Gallitzin, Father Demetrius Augustin
1840, May 6
Date of Birth: 1770, December 22
Dmitri Augustin Gallitzin was born at The Hague on December 22, 1770. His father, at the time Russia’s ambassador to Holland, had previously held the same post at Paris and was the friend of Voltaire and others like him. His mother, Amélie von Schmettau, daughter of the celebrated field marshal of that name, was a Catho1ic, but her religious upbringing had been very much neglected. She later studied her religion, and she faithfully fulfilled its duties from the day, August 28, 1786, when she received Holy Communion for the first time up to her death in 1806. Dmitri Gallitzin received an education befitting his station; he did well, especially in the study of philosophy and languages. Unfortunately, the study of religion was omitted from his program of study. Travel being the accepted finish to the education of a gentleman, Prince Gallitzin left for America. His pious mother entrusted him to a young, well-informed priest on his way to the United States as a missionary. They left from Rotterdam on August 18, 1792.
We do not know what went on in the mind and heart of the young prince during the voyage. But when he reached Baltimore on October 28th, the Russian Orthodox of the voyage’s outset was completely changed and was dreaming of becoming a Catholic priest. On his arrival he opened himself to Bishop Carroll to whom his mother had given him a letter of introduction. He also saw Father Nagot, whom the bishop had designated to look into the young man's fitness for the priesthood. With the approval of the venerable superior, Mr. August Schmet (or Smith – a name he had taken to safeguard his true identity during the voyage to America and which he kept long afterward) entered the Baltimore seminary on November 5, 1792, at the age of twenty-two. Almost as soon as he was ordained a deacon, he was admitted to the Society of St. Sulpice on St. Joseph’s Day, March 19, 1795. He was ordained to the priesthood by Bishop Carroll.

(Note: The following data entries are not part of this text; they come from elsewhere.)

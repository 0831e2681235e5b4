//! Whole-file replacement through a sibling temp file.

use std::io;
use std::path::{Path, PathBuf};

use tokio::io::AsyncWriteExt;

/// Temp file used while replacing `path`.
pub(crate) fn temp_path(path: &Path) -> PathBuf {
    path.with_extension("json.tmp")
}

/// Replace `path` with `bytes` so readers see the old or the new document,
/// never a prefix. Creates the parent directory if needed.
pub(crate) async fn replace_file(path: &Path, bytes: &[u8]) -> io::Result<()> {
    if let Some(parent) = path.parent().filter(|p| !p.as_os_str().is_empty()) {
        tokio::fs::create_dir_all(parent).await?;
    }

    let tmp = temp_path(path);
    let result = async {
        let mut file = tokio::fs::File::create(&tmp).await?;
        file.write_all(bytes).await?;
        file.sync_all().await?;
        drop(file);
        tokio::fs::rename(&tmp, path).await
    }
    .await;

    if result.is_err() {
        let _ = tokio::fs::remove_file(&tmp).await;
    }
    result
}

#[cfg(test)]
mod tests {
    use super::*;

    #[tokio::test]
    async fn replaces_existing_content() {
        let dir = tempfile::tempdir().unwrap();
        let path = dir.path().join("doc.json");
        std::fs::write(&path, "old").unwrap();

        replace_file(&path, b"new").await.unwrap();

        assert_eq!(std::fs::read_to_string(&path).unwrap(), "new");
        assert!(!temp_path(&path).exists());
    }

    #[tokio::test]
    async fn failed_rename_removes_temp_file() {
        let dir = tempfile::tempdir().unwrap();
        // A non-empty directory cannot be replaced by a file.
        let path = dir.path().join("doc.json");
        std::fs::create_dir(&path).unwrap();
        std::fs::write(path.join("keep"), "x").unwrap();

        assert!(replace_file(&path, b"new").await.is_err());

        assert!(!temp_path(&path).exists());
        assert!(path.join("keep").exists());
    }
}
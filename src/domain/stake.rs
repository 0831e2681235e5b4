//! Stake decisions and tier labels.

use std::fmt;

use rust_decimal::Decimal;
use serde::{Deserialize, Serialize};

use super::classify::Factor;
use super::threshold::ThresholdTable;

/// Display label derived only from final units.
#[derive(Debug, Clone, Copy, PartialEq, Eq, Hash, PartialOrd, Ord, Serialize, Deserialize)]
#[serde(rename_all = "UPPERCASE")]
pub enum StakeTier {
    Elite,
    High,
    Good,
    Moderate,
    Low,
    Minimal,
}

pub const STAKE_TIER_TABLE: ThresholdTable<'static, StakeTier> = ThresholdTable::new(
    &[
        (4.5, StakeTier::Elite),
        (3.5, StakeTier::High),
        (2.5, StakeTier::Good),
        (1.5, StakeTier::Moderate),
        (1.0, StakeTier::Low),
    ],
    StakeTier::Minimal,
);

/// Base units by additive score.
pub const BASE_UNITS_TABLE: ThresholdTable<'static, u8> =
    ThresholdTable::new(&[(5.5, 5), (4.5, 4), (3.5, 3), (2.5, 2)], 1);

impl StakeTier {
    #[must_use]
    pub fn from_units(units: f64) -> Self {
        STAKE_TIER_TABLE.lookup(units)
    }

    #[must_use]
    pub const fn as_str(self) -> &'static str {
        match self {
            StakeTier::Elite => "ELITE",
            StakeTier::High => "HIGH",
            StakeTier::Good => "GOOD",
            StakeTier::Moderate => "MODERATE",
            StakeTier::Low => "LOW",
            StakeTier::Minimal => "MINIMAL",
        }
    }
}

impl fmt::Display for StakeTier {
    fn fmt(&self, f: &mut fmt::Formatter<'_>) -> fmt::Result {
        f.write_str(self.as_str())
    }
}

/// How one factor moved the stake.
#[derive(Debug, Clone, PartialEq, Serialize, Deserialize)]
#[serde(rename_all = "camelCase")]
pub struct FactorContribution {
    pub factor: Factor,
    pub bin: String,
    /// Weight from the snapshot, or 1.0 when the table has none.
    pub weight: f64,
    /// Amount added to the base score after capping.
    pub contribution: f64,
    /// Calibration multiplier, for factors in the product.
    pub multiplier: Option<f64>,
    pub exponent: Option<f64>,
    pub sample_size: u32,
}

impl fmt::Display for FactorContribution {
    fn fmt(&self, f: &mut fmt::Formatter<'_>) -> fmt::Result {
        write!(
            f,
            "{}={} weight {:.2} -> +{:.2}",
            self.factor, self.bin, self.weight, self.contribution
        )?;
        if let (Some(m), Some(e)) = (self.multiplier, self.exponent) {
            write!(f, ", x{m:.3}^{e} (n={})", self.sample_size)?;
        }
        Ok(())
    }
}

/// Final sizing for one wager. Never changed once made.
#[derive(Debug, Clone, PartialEq, Serialize, Deserialize)]
#[serde(rename_all = "camelCase")]
pub struct StakeDecision {
    pub units: Decimal,
    pub tier: StakeTier,
    pub score: f64,
    pub base_units: u8,
    pub combined_multiplier: f64,
    pub contributing_factors: Vec<FactorContribution>,
}

impl StakeDecision {
    /// Human-readable audit trail, one line per factor.
    #[must_use]
    pub fn trace(&self) -> String {
        let mut lines: Vec<String> = self
            .contributing_factors
            .iter()
            .map(ToString::to_string)
            .collect();
        lines.push(format!(
            "score {:.2} -> {}u base x{:.3} -> {}u {}",
            self.score, self.base_units, self.combined_multiplier, self.units, self.tier
        ));
        lines.join("\n")
    }
}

Although belonging to the Society, Father Gallitzin did not, however, take up work at the seminary. His already precarious health, the needs of the diocese lacking enough priests, his burning zeal for the salvation of souls, and a certain promise made to Bishop Carroll to devote himself to the diocesan ministry, were, with the approval of his superiors, sufficient reason to lock Father Gallitzin into the work of the missions. Therefore, the Bishop of Baltimore first sent him to Port Tobacco during the Easter time of 1795; then to Baltimore, where there were many Germans, whose language he spoke perfectly. In 1796 he was appointed to Conewago; from that base he travelled all around into Pennsylvania, Virginia and Maryland. Finally, on March 1, 1799, in response to the entreaties of some families settled in the Alleghanies, Bishop Carroll appointed the valiant missionary to found a parish there and to take care of it as well as the surrounding region.
Father Gallitzin named his new mission Loretto. There, for the remaining forty years of his life, he worked with indefatigable zeal. He never allowed himself to be discouraged by hardships nor by the bigotry of all shades visited upon him. Along with his other works he became an outstanding controversialist, writing in defense of the Church as an antidote to that bigotry. Thanks to his zeal, more than 6000 Protestants returned to the bosom of the Catholic Church. Several times he declined promotion to the episcopacy; but he did become vicar-general of western Pennsylvania at the behest of Bishop Conwell, second ordinary of Philadelphia.
The venerable missionary, worn out by his apostolic labors, died on May 6, 1840, at the age of seventy.
Translated, condensed, and adapted from Bibliotèque Sulpicienne, Volume II, pp. 121-124.